We wandered beneath a huge statue up a corridor to find nuns shushing us away: apparently this was a private area. I took photos of Rosie standing at the huge doors at the far end, which turned out to be the main front doors, Roman originals from the Senate House in the imperial forum.
This far end of the cathedral was actually the front, from which it looks even more grand, with its huge statues standing atop the roof visible from far afield.
We were short of time coming out into the sunshine, but Rosie was keen to walk along Via Appia a while as we could see what looked like an ancient aquaduct, and was in fact part of the old Aurelian Wall. By this time we had mastered the art of walking out across a sea of traffic on a crossing with sufficient confidence to ensure the drivers stopped for us, and a passing tram waved us an apology when he cut between us as I tried to take a photo of Rosie in front of the tomb of Eurysaces the Baker, which she managed to recognise when we came across it quite by chance.

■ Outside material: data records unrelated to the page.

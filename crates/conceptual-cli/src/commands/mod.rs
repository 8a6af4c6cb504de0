//! Command handlers, one module per subcommand.
//!
//! Handlers wire adapters into core services, then render the returned
//! report through the [`OutputManager`](crate::output::OutputManager).

pub mod check;
pub mod completions;
pub mod config;
pub mod init;
pub mod version;

use conceptual_adapters::ProcessEnvironment;
use conceptual_core::application::ResourceLocator;

use crate::config::AppConfig;

/// Resource locator for this process, honouring `resources.root`.
fn resource_locator(config: &AppConfig) -> ResourceLocator {
    let layout = ProcessEnvironment::capture(config.resources.root.clone()).layout();
    ResourceLocator::new(&layout)
}
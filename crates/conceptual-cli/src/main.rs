//! # Conceptual Kit CLI
//!
//! Scaffolding for conceptual-modeling projects.
//!
//! ## Startup sequence
//!
//! 1. Parse CLI arguments (clap handles `--help` / `--version` early-exit).
//! 2. Initialise the tracing subscriber (logging).
//! 3. Load configuration (file + env + defaults).
//! 4. Build the [`OutputManager`].
//! 5. Dispatch to the appropriate command handler.
//! 6. Translate any [`CliError`] into a user-facing message and exit code.
//!
//! ## Exit codes
//!
//! | Code | Meaning                                   |
//! |------|-------------------------------------------|
//! |  0   | Success                                   |
//! |  1   | Usage, environment or internal error      |
//! |  2   | Argument parse error                      |
//! |  4   | Configuration error                       |

use std::process::ExitCode;

use clap::Parser;
use tracing::{debug, info, instrument};

use crate::{
    cli::{Cli, Commands},
    config::AppConfig,
    error::{CliError, CliResult},
    logging::init_logging,
    output::OutputManager,
};

mod cli;
mod commands;
mod config;
mod error;
mod logging;
mod output;

fn main() -> ExitCode {
    // Silently ignored if .env doesn't exist.
    let _ = dotenvy::dotenv();

    // ── 1. Parse arguments ────────────────────────────────────────────────
    let cli = match Cli::try_parse() {
        Ok(cli) => cli,
        Err(e) => {
            // --help and --version land here too and must exit 0.
            if !e.use_stderr() {
                print!("{}", e.render().ansi());
                return ExitCode::SUCCESS;
            }
            eprintln!("{}", e.render().ansi());
            return ExitCode::from(2);
        }
    };

    // ── 2. Initialise tracing ─────────────────────────────────────────────
    if let Err(e) = init_logging(&cli.global, cli.debug_requested()) {
        eprintln!("Failed to initialise logging: {e}");
        return ExitCode::from(1);
    }

    debug!(
        verbose = cli.global.verbose,
        quiet = cli.global.quiet,
        no_color = cli.global.no_color,
        "CLI started"
    );

    let verbose = cli.global.verbose > 0;
    let no_color = cli.global.no_color;

    // ── 3. Load configuration ─────────────────────────────────────────────
    let config = match AppConfig::load(cli.global.config.as_ref()) {
        Ok(cfg) => cfg,
        Err(e) => {
            return handle_error(
                CliError::ConfigError {
                    message: format!("{e:#}"),
                    source: Some(e.into()),
                },
                verbose,
                no_color,
            );
        }
    };

    // ── 4. Build output manager ───────────────────────────────────────────
    let output = OutputManager::new(&cli.global, &config);
    let no_color = no_color || !output.supports_color();

    // ── 5. Dispatch + 6. Error handling ──────────────────────────────────
    match run(cli, config, output) {
        Ok(()) => {
            info!("Conceptual Kit completed successfully");
            ExitCode::SUCCESS
        }
        Err(e) => handle_error(e, verbose, no_color),
    }
}

/// Dispatch to the correct command handler.
#[instrument(skip_all)]
fn run(cli: Cli, config: AppConfig, output: OutputManager) -> CliResult<()> {
    match cli.command {
        Commands::Init(cmd) => commands::init::execute(cmd, config, output),
        Commands::Check => commands::check::execute(config, output),
        Commands::Version => commands::version::execute(output),
        Commands::Completions(cmd) => commands::completions::execute(cmd),
        Commands::Config(cmd) => commands::config::execute(cmd, config, output),
    }
}

/// Translate a `CliError` into a user message and an appropriate exit code.
///
/// Messages go to stderr so they show even when stdout is redirected.
fn handle_error(err: CliError, verbose: bool, no_color: bool) -> ExitCode {
    err.log();

    let msg = if !no_color && std::io::IsTerminal::is_terminal(&std::io::stderr()) {
        err.format_colored(verbose)
    } else {
        err.format_plain(verbose)
    };
    eprint!("{msg}");

    ExitCode::from(err.exit_code())
}

// ── tests ─────────────────────────────────────────────────────────────────────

Some speedy walking got us back to the flat at exactly 1pm... but there owner was nowhere to be seen, and we could not muster either him or his local contact by telephone. There followed an uncomfortable half an hour when we knocked on doors and went down to the lobby to see what we could find. In fact a lovely old woman expressed sympathy when I explained in broken Italian that we needed to get our bags in order to catch our flight. Most fortunately, she knew both people whom we had contacted, and as we chatted to her a man went past who turned out to be the very neighbour who had the spare key. Huge relief, and so very lucky we had stayed to talk to the lovely lady, so we went up to collect our bags with smiles and 'Grazie mille's.

And so our holiday finished. We went for a final pizza lunch at the splendid local trattoria, sitting outside next to a voluble couple and enjoying listening to their sing-song Italian.

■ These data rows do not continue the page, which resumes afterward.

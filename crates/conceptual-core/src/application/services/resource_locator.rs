//! Resource Locator - find bundled resources across installation layouts.
//!
//! The kit ships its templates, examples and assistant bundles next to the
//! binary, but where "next to" is depends on how it was installed. Each
//! layout is a [`LayoutStrategy`]; the locator tries them in priority order
//! and the first candidate that exists wins.
//!
//! Absence is not an error. When nothing matches, the development-tree
//! candidate is returned so callers can say *where* they looked.

use std::path::PathBuf;

use serde::Serialize;
use tracing::debug;

use crate::{application::ports::Filesystem, domain::ResourceKind};

/// Directory under an installation prefix holding the kit's shared data.
pub const SHARE_DIR: &str = "share/conceptual_kit";

/// Base directories describing where the running tool is installed.
#[derive(Debug, Clone, PartialEq, Eq, Serialize)]
pub struct InstallLayout {
    /// Root of a development checkout (or an explicit override).
    pub dev_root: PathBuf,
    /// Prefix of the active isolated environment, if one is active.
    pub env_prefix: Option<PathBuf>,
    /// Prefix of the global installation.
    pub global_prefix: PathBuf,
}

impl InstallLayout {
    /// Strategies in probe order: development tree, isolated environment,
    /// global share.
    pub fn strategies(&self) -> Vec<LayoutStrategy> {
        let mut strategies = vec![LayoutStrategy::DevelopmentTree(self.dev_root.clone())];
        if let Some(prefix) = &self.env_prefix {
            strategies.push(LayoutStrategy::EnvironmentShare(prefix.clone()));
        }
        strategies.push(LayoutStrategy::GlobalShare(self.global_prefix.clone()));
        strategies
    }
}

/// One way of mapping a resource kind to a candidate path.
#[derive(Debug, Clone, PartialEq, Eq)]
pub enum LayoutStrategy {
    /// `<root>/<resource>`
    DevelopmentTree(PathBuf),
    /// `<env-prefix>/share/conceptual_kit/<resource>`
    EnvironmentShare(PathBuf),
    /// `<global-prefix>/share/conceptual_kit/<resource>`
    GlobalShare(PathBuf),
}

impl LayoutStrategy {
    pub fn candidate(&self, kind: ResourceKind) -> PathBuf {
        match self {
            Self::DevelopmentTree(root) => root.join(kind.relative_path()),
            Self::EnvironmentShare(prefix) | Self::GlobalShare(prefix) => {
                prefix.join(SHARE_DIR).join(kind.relative_path())
            }
        }
    }

    pub const fn label(&self) -> &'static str {
        match self {
            Self::DevelopmentTree(_) => "dev",
            Self::EnvironmentShare(_) => "venv share",
            Self::GlobalShare(_) => "global share",
        }
    }
}

/// Resolves resource kinds to on-disk paths.
#[derive(Debug, Clone)]
pub struct ResourceLocator {
    strategies: Vec<LayoutStrategy>,
    fallback: PathBuf,
}

impl ResourceLocator {
    pub fn new(layout: &InstallLayout) -> Self {
        Self {
            strategies: layout.strategies(),
            fallback: layout.dev_root.clone(),
        }
    }

    /// First existing candidate for `kind`, else the development-tree path.
    ///
    /// Never fails; check the returned path's existence to tell the cases
    /// apart.
    pub fn locate(&self, kind: ResourceKind, fs: &dyn Filesystem) -> PathBuf {
        for strategy in &self.strategies {
            let candidate = strategy.candidate(kind);
            let exists = fs.exists(&candidate);
            debug!(
                resource = %kind,
                layout = strategy.label(),
                path = %candidate.display(),
                exists,
                "Probing resource location"
            );
            if exists {
                return candidate;
            }
        }

        let fallback = self.fallback_for(kind);
        debug!(resource = %kind, path = %fallback.display(), "Falling back to dev path");
        fallback
    }

    fn fallback_for(&self, kind: ResourceKind) -> PathBuf {
        self.fallback.join(kind.relative_path())
    }
}

#[cfg(test)]
mod tests {
    use super::*;
    use crate::application::ports::MockFilesystem;
    use std::path::Path;

    fn layout(env: bool) -> InstallLayout {
        InstallLayout {
            dev_root: PathBuf::from("/src/kit"),
            env_prefix: env.then(|| PathBuf::from("/venv")),
            global_prefix: PathBuf::from("/usr/local"),
        }
    }

    fn fs_with(existing: &'static [&'static str]) -> MockFilesystem {
        let mut fs = MockFilesystem::new();
        fs.expect_exists()
            .returning(move |p| existing.iter().any(|e| Path::new(e) == p));
        fs
    }

    #[test]
    fn strategies_skip_absent_environment() {
        assert_eq!(layout(false).strategies().len(), 2);
        let with_env = layout(true).strategies();
        assert_eq!(with_env.len(), 3);
        assert_eq!(
            with_env[1],
            LayoutStrategy::EnvironmentShare(PathBuf::from("/venv"))
        );
    }

    #[test]
    fn candidates_follow_priority_order() {
        let candidates: Vec<_> = layout(true)
            .strategies()
            .iter()
            .map(|s| s.candidate(ResourceKind::Templates))
            .collect();
        assert_eq!(
            candidates,
            vec![
                PathBuf::from("/src/kit/templates"),
                PathBuf::from("/venv/share/conceptual_kit/templates"),
                PathBuf::from("/usr/local/share/conceptual_kit/templates"),
            ]
        );
    }

    #[test]
    fn development_tree_wins_when_present() {
        let fs = fs_with(&[
            "/src/kit/examples",
            "/usr/local/share/conceptual_kit/examples",
        ]);
        let locator = ResourceLocator::new(&layout(true));
        assert_eq!(
            locator.locate(ResourceKind::Examples, &fs),
            PathBuf::from("/src/kit/examples")
        );
    }

    #[test]
    fn environment_share_beats_global() {
        let fs = fs_with(&[
            "/venv/share/conceptual_kit/.claude",
            "/usr/local/share/conceptual_kit/.claude",
        ]);
        let locator = ResourceLocator::new(&layout(true));
        assert_eq!(
            locator.locate(ResourceKind::AssistantCommands, &fs),
            PathBuf::from("/venv/share/conceptual_kit/.claude")
        );
    }

    #[test]
    fn global_share_used_last() {
        let fs = fs_with(&["/usr/local/share/conceptual_kit/conceptual-modeling.md"]);
        let locator = ResourceLocator::new(&layout(true));
        assert_eq!(
            locator.locate(ResourceKind::GuideDocument, &fs),
            PathBuf::from("/usr/local/share/conceptual_kit/conceptual-modeling.md")
        );
    }

    #[test]
    fn missing_everywhere_returns_dev_guess() {
        let fs = fs_with(&[]);
        let locator = ResourceLocator::new(&layout(true));
        let path = locator.locate(ResourceKind::Templates, &fs);
        assert_eq!(path, PathBuf::from("/src/kit/templates"));
    }

    #[test]
    fn resolution_is_idempotent() {
        let fs = fs_with(&["/venv/share/conceptual_kit/templates"]);
        let locator = ResourceLocator::new(&layout(true));
        let first = locator.locate(ResourceKind::Templates, &fs);
        let second = locator.locate(ResourceKind::Templates, &fs);
        assert_eq!(first, second);
    }
}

Then we walked through the sunshine to the train station, popping our noses through more archways and into more churches as we went.
 all decked out in lemons and bay leaves
The airport was virtually empty, so we sped through the checks and spent a relaxing hour in the BA lounge drinking and eating.
A brief wander round the shops and then onto the plane, with excellent seats again and a tasty meal. We were off so quickly at the other end that we had collected our bags barely minutes after our designated arrival time, so waited a while for Max to collect us (Martin had gone to Bristol to see Ben's gig, after cancelling a London dinner he was due to attend).

And so now we are back, two footsore but delighted travellers who feel we have wrung the most out of our few days in a beautiful city, to which we would both happily return.

Thank you so much Rosie, it was a wonderful holiday which I shall always remember!